Re: MX2 Integration Marathon

$Let $f$ be continuous and even, and let $a>0$.\\ Prove that:\\ \\ $\int_{-a}^a \frac{f(x)}{1+e^{x}}\, dx=\int_0^a f(x)\, dx$$

darkness70 · Jan 31, 2014

Re: MX2 Integration Marathon

Prove they're equal?

seanieg89 · Jan 31, 2014

Re: MX2 Integration Marathon

darkness70 said:
Prove they're equal?

Yes, thanks

.

seanieg89 · Feb 28, 2014

Re: MX2 Integration Marathon

seanieg89 said:
$Let $f$ be continuous and even, and let $a>0$.\\ Prove that:\\ \\ $\int_{-a}^a \frac{f(x)}{1+e^{x}}\, dx=\int_0^a f(x)\, dx$$

Bump.

Also:

$\int \sqrt{\tan(x)} \, dx$

jyu · Feb 28, 2014

Re: MX2 Integration Marathon

seanieg89 said:
$Let $f$ be continuous and even, and let $a>0$.\\ Prove that:\\ \\ $\int_{-a}^a \frac{f(x)}{1+e^{x}}\, dx=\int_0^a f(x)\, dx$$

Sy123 · Mar 1, 2014

Re: MX2 Integration Marathon

seanieg89 said:
$Let $f$ be continuous and even, and let $a>0$.\\ Prove that:\\ \\ $\int_{-a}^a \frac{f(x)}{1+e^{x}}\, dx=\int_0^a f(x)\, dx$$

$u=-x \Rightarrow \int_{-a}^a \frac{f(x)}{1+e^{x}} \ dx = \int_{-a}^a \frac{f(-x)}{1+e^{-x}} \ dx$

$\frac{1}{1+e^{-x}} = \frac{1+e^{x} - 1}{1+e^{x}} = 1 - \frac{1}{1+e^{x}}$

$\therefore \int_{-a}^a \frac{f(x)}{1+e^{-x} } \ dx = \int_{-a}^a f(-x) - \frac{f(-x)}{1+e^{x}} \ dx$

$\therefore \ \int_{-a}^a \frac{f(x) + f(-x)}{1+e^{-x}} \ dx = \int_{-a}^a f(-x) \ dx$

$$Since$ \ f \ $is even$ \\ \\ f(x) + f(-x) = 2f(x) \\ \\ \int_{-a}^a f(x) = 2\int_0^a f(x)$

$\therefore \ \int_{-a}^a \frac{f(x)}{1+e^x} \ dx = \int_0^a f(x) \ dx$

-----

$\int \frac{1-x^2}{(x^2+1) \sqrt{x^4+1}} \ dx$

seanieg89 · Mar 1, 2014

Re: MX2 Integration Marathon

Sy123 said:
$\int \frac{1-x^2}{(x^2+1) \sqrt{x^4+1}} \ dx$

Just to be clear, when you ask for an indefinite integral like this, do you want people to post a function whose derivative is equal to the integrand on some part of the real line or do you want a function whose derivative is equal to your integrand everywhere on the real line?

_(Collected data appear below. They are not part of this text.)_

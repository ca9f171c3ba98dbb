//! S3 compatible object storage / S3对象存储驱动
//!
//! Serves `s3://bucket/key`. Chunked writes become multipart uploads with
//! part number `sequence + 1`.

mod config;
mod driver;
mod factory;

pub use config::{S3Config, MINIMUM_PART_SIZE};
pub use driver::S3Driver;
pub use factory::S3DriverFactory;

I think a lot of the solutions to problems like this have a slightly different expression in different parts of the domain.

Sy123 · Mar 7, 2014

Re: MX2 Integration Marathon

$\\ \int \frac{1-t^2}{t^4+8t^2+1} \ dt$

hit patel · Mar 9, 2014

Re: MX2 Integration Marathon

hey sy or carrot, you were compiling this right?

seanieg89 · Mar 9, 2014

Re: MX2 Integration Marathon

$\int \sqrt[3]{\tan(x)}\, dx$

HSC 2012-14 MX2 Integration Marathon (archive) (1 Viewer)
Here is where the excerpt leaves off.